### Data records
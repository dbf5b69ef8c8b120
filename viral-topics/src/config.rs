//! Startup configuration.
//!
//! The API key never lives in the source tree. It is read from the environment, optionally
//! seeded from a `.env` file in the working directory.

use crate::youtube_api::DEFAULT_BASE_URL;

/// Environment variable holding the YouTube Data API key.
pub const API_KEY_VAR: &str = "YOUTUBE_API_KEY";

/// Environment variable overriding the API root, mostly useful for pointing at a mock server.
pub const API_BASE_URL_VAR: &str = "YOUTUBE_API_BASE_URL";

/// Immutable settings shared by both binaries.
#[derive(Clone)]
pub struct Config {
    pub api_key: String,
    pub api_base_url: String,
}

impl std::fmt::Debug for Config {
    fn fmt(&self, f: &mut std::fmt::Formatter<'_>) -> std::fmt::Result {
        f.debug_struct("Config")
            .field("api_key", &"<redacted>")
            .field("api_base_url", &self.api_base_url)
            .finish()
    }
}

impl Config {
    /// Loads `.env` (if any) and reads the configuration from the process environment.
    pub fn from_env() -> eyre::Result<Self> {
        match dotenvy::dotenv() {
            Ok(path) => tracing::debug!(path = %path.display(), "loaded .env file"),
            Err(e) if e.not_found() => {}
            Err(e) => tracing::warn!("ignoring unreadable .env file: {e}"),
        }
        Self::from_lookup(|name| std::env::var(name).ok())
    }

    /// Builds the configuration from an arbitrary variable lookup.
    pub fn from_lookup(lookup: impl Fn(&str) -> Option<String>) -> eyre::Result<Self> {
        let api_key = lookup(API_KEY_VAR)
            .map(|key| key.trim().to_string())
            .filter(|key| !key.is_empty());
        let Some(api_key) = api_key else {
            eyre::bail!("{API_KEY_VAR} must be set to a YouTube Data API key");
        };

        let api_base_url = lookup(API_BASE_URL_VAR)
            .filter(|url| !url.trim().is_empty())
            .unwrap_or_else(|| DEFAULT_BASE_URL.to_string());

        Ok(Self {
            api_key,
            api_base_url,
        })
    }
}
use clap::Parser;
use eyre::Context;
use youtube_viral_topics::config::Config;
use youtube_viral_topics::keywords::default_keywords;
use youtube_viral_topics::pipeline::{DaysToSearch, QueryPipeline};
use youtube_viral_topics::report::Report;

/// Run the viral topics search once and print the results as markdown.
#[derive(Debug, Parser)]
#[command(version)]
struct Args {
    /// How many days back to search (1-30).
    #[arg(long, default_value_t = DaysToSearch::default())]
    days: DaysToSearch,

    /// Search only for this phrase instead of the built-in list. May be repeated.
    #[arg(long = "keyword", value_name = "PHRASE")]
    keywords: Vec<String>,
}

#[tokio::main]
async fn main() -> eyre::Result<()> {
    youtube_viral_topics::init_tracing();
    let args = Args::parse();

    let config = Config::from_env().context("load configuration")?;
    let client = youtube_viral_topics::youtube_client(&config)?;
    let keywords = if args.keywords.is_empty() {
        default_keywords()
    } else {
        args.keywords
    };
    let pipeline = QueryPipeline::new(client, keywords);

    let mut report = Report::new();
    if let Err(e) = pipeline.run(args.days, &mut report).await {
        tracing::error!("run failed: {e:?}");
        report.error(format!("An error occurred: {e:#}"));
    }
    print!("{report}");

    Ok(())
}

### What is needed
Write out again only the lines from the one with "let client = youtube_viral_topics::youtube_client(&config)?;" through the last line of the records above. Keep every word as it stands.

### Solution to this exercise
    let client = youtube_viral_topics::youtube_client(&config)?;
    let keywords = if args.keywords.is_empty() {
        default_keywords()
    } else {
        args.keywords
    };
    let pipeline = QueryPipeline::new(client, keywords);

    let mut report = Report::new();
    if let Err(e) = pipeline.run(args.days, &mut report).await {
        tracing::error!("run failed: {e:?}");
        report.error(format!("An error occurred: {e:#}"));
    }
    print!("{report}");

    Ok(())
}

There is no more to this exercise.